>>>

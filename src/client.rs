//! High-level client
//!
//! One method per protocol verb. Each call is a single request/response
//! exchange; the whole build → send → receive → session-update sequence
//! runs under one lock, because the server correlates session identity
//! rather than per-request ids.
//!
//! Domain outcomes come back as status codes on the result; see
//! [`crate::error`] for what raises instead.

use crate::cache::{CacheKey, NullCache, ResponseCache};
use crate::config::ClientConfig;
use crate::error::{ClientError, Result};
use crate::protocol::command::{Command, ParamValue, Verb};
use crate::protocol::fields::{FieldError, FieldKind, FieldSpec, FieldValue, decode_record};
use crate::protocol::masks::{anime, decode_masked};
use crate::protocol::response::{DecodedResult, RawResponse};
use crate::protocol::session::{SessionManager, SessionState};
use crate::protocol::{PROTOCOL_VERSION, WIRE_ENCODING};
use crate::transport::{Transport, UdpTransport};
use log::{debug, trace, warn};
use tokio::sync::Mutex;

// Reply template for PING with NAT info requested
static PING_FIELDS: &[FieldSpec] = &[FieldSpec::new("port", FieldKind::Int)];

// Reply template for ANIMEDESC (233)
static ANIMEDESC_FIELDS: &[FieldSpec] = &[
    FieldSpec::new("current_part", FieldKind::Int),
    FieldSpec::new("max_parts", FieldKind::Int),
    FieldSpec::new("description", FieldKind::Str),
];

// Reply template for CHARACTER (235)
static CHARACTER_FIELDS: &[FieldSpec] = &[
    FieldSpec::new("charid", FieldKind::Int),
    FieldSpec::new("name_kanji", FieldKind::Str),
    FieldSpec::new("name_transcription", FieldKind::Str),
    FieldSpec::new("pic", FieldKind::Str),
    FieldSpec::new("anime_blocks", FieldKind::BlockList),
    FieldSpec::new("episode_list", FieldKind::IntList),
    FieldSpec::new("last_updated_date", FieldKind::Date),
    FieldSpec::new("type", FieldKind::Int),
    FieldSpec::new("gender", FieldKind::Str),
];

/// Selector for the ANIME command
#[derive(Debug, Clone)]
pub enum AnimeQuery {
    /// Look up by anime id; cacheable
    ById(u64),
    /// Look up by name; bypasses the cache
    ByName(String),
}

/// AniDB UDP API client
pub struct Client {
    config: ClientConfig,
    transport: Box<dyn Transport>,
    cache: Box<dyn ResponseCache>,
    session: Mutex<SessionManager>,
}

impl Client {
    /// Connect to the configured server, selecting the cache from the
    /// configuration
    ///
    /// Returns a ready client or a typed construction error; nothing is
    /// deferred to first use.
    pub async fn connect(config: ClientConfig) -> Result<Self> {
        let cache = Self::cache_from_config(&config).await?;
        Self::connect_with_cache(config, cache).await
    }

    /// Connect with an explicit cache adapter
    pub async fn connect_with_cache(
        config: ClientConfig,
        cache: Box<dyn ResponseCache>,
    ) -> Result<Self> {
        let transport = UdpTransport::connect(
            config.local_port,
            &config.server_host,
            config.server_port,
            config.request_timeout(),
        )
        .await?;

        Ok(Self::with_transport(config, Box::new(transport), cache))
    }

    /// Assemble a client over an arbitrary transport
    pub fn with_transport(
        config: ClientConfig,
        transport: Box<dyn Transport>,
        cache: Box<dyn ResponseCache>,
    ) -> Self {
        Self {
            config,
            transport,
            cache,
            session: Mutex::new(SessionManager::new()),
        }
    }

    async fn cache_from_config(config: &ClientConfig) -> Result<Box<dyn ResponseCache>> {
        match &config.cache_uri {
            #[cfg(feature = "sqlite-cache")]
            Some(uri) => Ok(Box::new(crate::cache::SqliteCache::connect(uri).await?)),
            #[cfg(not(feature = "sqlite-cache"))]
            Some(uri) => {
                warn!(
                    "cache URI {uri:?} configured but the sqlite-cache feature is disabled; \
                     proceeding without cache"
                );
                Ok(Box::new(NullCache::new()))
            }
            None => {
                warn!("no cache backing store configured; proceeding without cache");
                Ok(Box::new(NullCache::new()))
            }
        }
    }

    /// Current session state
    pub async fn session_state(&self) -> SessionState {
        self.session.lock().await.state().clone()
    }

    /// PING the server; with `nat`, the reply carries the server-seen port
    pub async fn ping(&self, nat: bool) -> Result<DecodedResult> {
        let mut command = Command::new(Verb::Ping);
        if nat {
            command = command.arg("nat", 1i64);
        }

        let raw = self.exchange(&command).await?;
        let mut result = DecodedResult::new(raw.code);

        if raw.code == 300 {
            if nat && let Some(record) = raw.first_record() {
                let (fields, errors) = decode_record(PING_FIELDS, &record, 0);
                warn_field_errors(&errors);
                result.fields = fields;
                result.field_errors = errors;
            }
        } else {
            attach_message(&mut result, &raw);
        }

        Ok(result)
    }

    /// Obtain a new session with the configured credentials
    ///
    /// 200/201 authenticate and put the token in the `session` field (plus
    /// `nat` when requested); 500 and friends come back in-band with the
    /// session untouched.
    pub async fn auth(&self) -> Result<DecodedResult> {
        let cfg = &self.config;
        let mut command = Command::new(Verb::Auth)
            .arg("user", cfg.username.as_str())
            .arg("pass", cfg.password.expose_secret())
            .arg("protover", i64::from(PROTOCOL_VERSION))
            .arg("client", cfg.client_name.as_str())
            .arg("clientver", cfg.client_version.as_str())
            .arg("enc", WIRE_ENCODING);
        if cfg.nat {
            command = command.arg("nat", 1i64);
        }

        let mut session = self.session.lock().await;
        session.begin_login();
        let raw = self.round_trip(&command, &mut session).await?;
        let extracted = session.complete_login(raw.code, &raw.text, cfg.nat)?;
        drop(session);

        let mut result = DecodedResult::new(raw.code);
        match extracted {
            Some((token, nat_addr)) => {
                result
                    .fields
                    .insert("session".to_string(), FieldValue::Str(token));
                if let Some(addr) = nat_addr {
                    result.fields.insert("nat".to_string(), FieldValue::Str(addr));
                }
            }
            None => attach_message(&mut result, &raw),
        }

        Ok(result)
    }

    /// Drop the current session; 203 and 403 both clear it
    pub async fn logout(&self) -> Result<DecodedResult> {
        let command = Command::new(Verb::Logout);

        let mut session = self.session.lock().await;
        let raw = self.round_trip(&command, &mut session).await?;
        session.complete_logout(raw.code);
        drop(session);

        let mut result = DecodedResult::new(raw.code);
        attach_message(&mut result, &raw);
        Ok(result)
    }

    /// Change the reply encoding for the current session
    pub async fn encoding(&self, name: &str) -> Result<DecodedResult> {
        let command = Command::new(Verb::Encoding).arg("name", name);
        let raw = self.exchange(&command).await?;

        let mut result = DecodedResult::new(raw.code);
        attach_message(&mut result, &raw);
        Ok(result)
    }

    /// Retrieve anime data for the fields selected by `mask`
    ///
    /// Flag constants live in [`crate::protocol::masks::anime`]. Only
    /// id-based lookups participate in the cache.
    pub async fn anime(
        &self,
        query: AnimeQuery,
        mask: u64,
        use_cache: bool,
    ) -> Result<DecodedResult> {
        let command = match &query {
            AnimeQuery::ById(aid) => Command::new(Verb::Anime)
                .arg("aid", *aid)
                .arg("amask", ParamValue::Mask(mask)),
            AnimeQuery::ByName(name) => Command::new(Verb::Anime)
                .arg("aname", name.clone())
                .arg("amask", ParamValue::Mask(mask)),
        };

        let decode = move |raw: &RawResponse| {
            let mut result = DecodedResult::new(raw.code);
            if raw.code == 230 {
                if let Some(record) = raw.first_record() {
                    let (fields, errors) = decode_masked(anime::FIELDS, mask, &record, 0);
                    warn_field_errors(&errors);
                    result.fields = fields;
                    result.field_errors = errors;
                }
            } else {
                attach_message(&mut result, raw);
            }
            result
        };

        match query {
            AnimeQuery::ById(_) => self.cached_exchange(&command, use_cache, decode).await,
            AnimeQuery::ByName(_) => {
                warn!("ANIME by name bypasses the cache; query by aid to reuse stored results");
                let raw = self.exchange(&command).await?;
                Ok(decode(&raw))
            }
        }
    }

    /// Retrieve one part of an anime description
    pub async fn anime_desc(&self, aid: u64, part: u32, use_cache: bool) -> Result<DecodedResult> {
        let command = Command::new(Verb::AnimeDesc).arg("aid", aid).arg("part", part);

        self.cached_exchange(&command, use_cache, |raw| {
            let mut result = DecodedResult::new(raw.code);
            if raw.code == 233 {
                if let Some(record) = raw.first_record() {
                    let (fields, errors) = decode_record(ANIMEDESC_FIELDS, &record, 0);
                    warn_field_errors(&errors);
                    result.fields = fields;
                    result.field_errors = errors;
                }
            } else {
                attach_message(&mut result, raw);
            }
            result
        })
        .await
    }

    /// Retrieve character data
    pub async fn character(&self, charid: u64, use_cache: bool) -> Result<DecodedResult> {
        let command = Command::new(Verb::Character).arg("charid", charid);

        self.cached_exchange(&command, use_cache, |raw| {
            let mut result = DecodedResult::new(raw.code);
            if raw.code == 235 {
                if let Some(record) = raw.first_record() {
                    let (fields, errors) = decode_record(CHARACTER_FIELDS, &record, 0);
                    warn_field_errors(&errors);
                    result.fields = fields;
                    result.field_errors = errors;
                }
            } else {
                attach_message(&mut result, raw);
            }
            result
        })
        .await
    }

    // Cache-aware exchange: a bypassed lookup still refreshes the store.
    async fn cached_exchange<F>(
        &self,
        command: &Command,
        use_cache: bool,
        decode: F,
    ) -> Result<DecodedResult>
    where
        F: FnOnce(&RawResponse) -> DecodedResult,
    {
        let key = CacheKey::from_command(command);

        if use_cache {
            if let Some(hit) = self.cache.get(&key).await? {
                debug!("cache hit for {} {}", key.verb(), key.params());
                return Ok(hit);
            }
        }

        let raw = self.exchange(command).await?;
        let result = decode(&raw);

        if result.is_success() {
            self.cache.put(&key, &result).await?;
        }

        Ok(result)
    }

    async fn exchange(&self, command: &Command) -> Result<RawResponse> {
        let mut session = self.session.lock().await;
        self.round_trip(command, &mut session).await
    }

    // The critical section: token injection, the datagram exchange and the
    // session-state observation happen under the caller's session lock.
    async fn round_trip(
        &self,
        command: &Command,
        session: &mut SessionManager,
    ) -> Result<RawResponse> {
        let token = if command.requires_session() {
            Some(session.token()?.to_string())
        } else {
            None
        };

        let wire = command.encode(token.as_deref())?;
        log_outbound(command.verb(), &wire);

        let reply = self.transport.exchange(wire.as_bytes()).await?;
        let text = String::from_utf8(reply)
            .map_err(|_| ClientError::malformed("reply is not valid UTF-8"))?;
        trace!("received: {text}");

        let raw = RawResponse::parse(&text)?;
        session.observe(raw.code)?;
        Ok(raw)
    }
}

// The AUTH wire carries the password; an escaped '&' inside it would defeat
// any segment-wise masking, so the command is not echoed at all.
fn log_outbound(verb: Verb, wire: &str) {
    if verb == Verb::Auth {
        debug!("sending AUTH (credentials omitted)");
    } else {
        debug!("sending {wire}");
    }
}

fn attach_message(result: &mut DecodedResult, raw: &RawResponse) {
    if !raw.text.is_empty() {
        result
            .fields
            .insert("message".to_string(), FieldValue::Str(raw.text.clone()));
    }
}

fn warn_field_errors(errors: &[FieldError]) {
    for error in errors {
        warn!(
            "field `{}` in record {} failed to decode, omitting (raw: {:?})",
            error.field, error.record, error.raw
        );
    }
}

<<<

For each line in the records that holds "template", show that line as it stands.

// Reply template for PING with NAT info requested
// Reply template for ANIMEDESC (233)
// Reply template for CHARACTER (235)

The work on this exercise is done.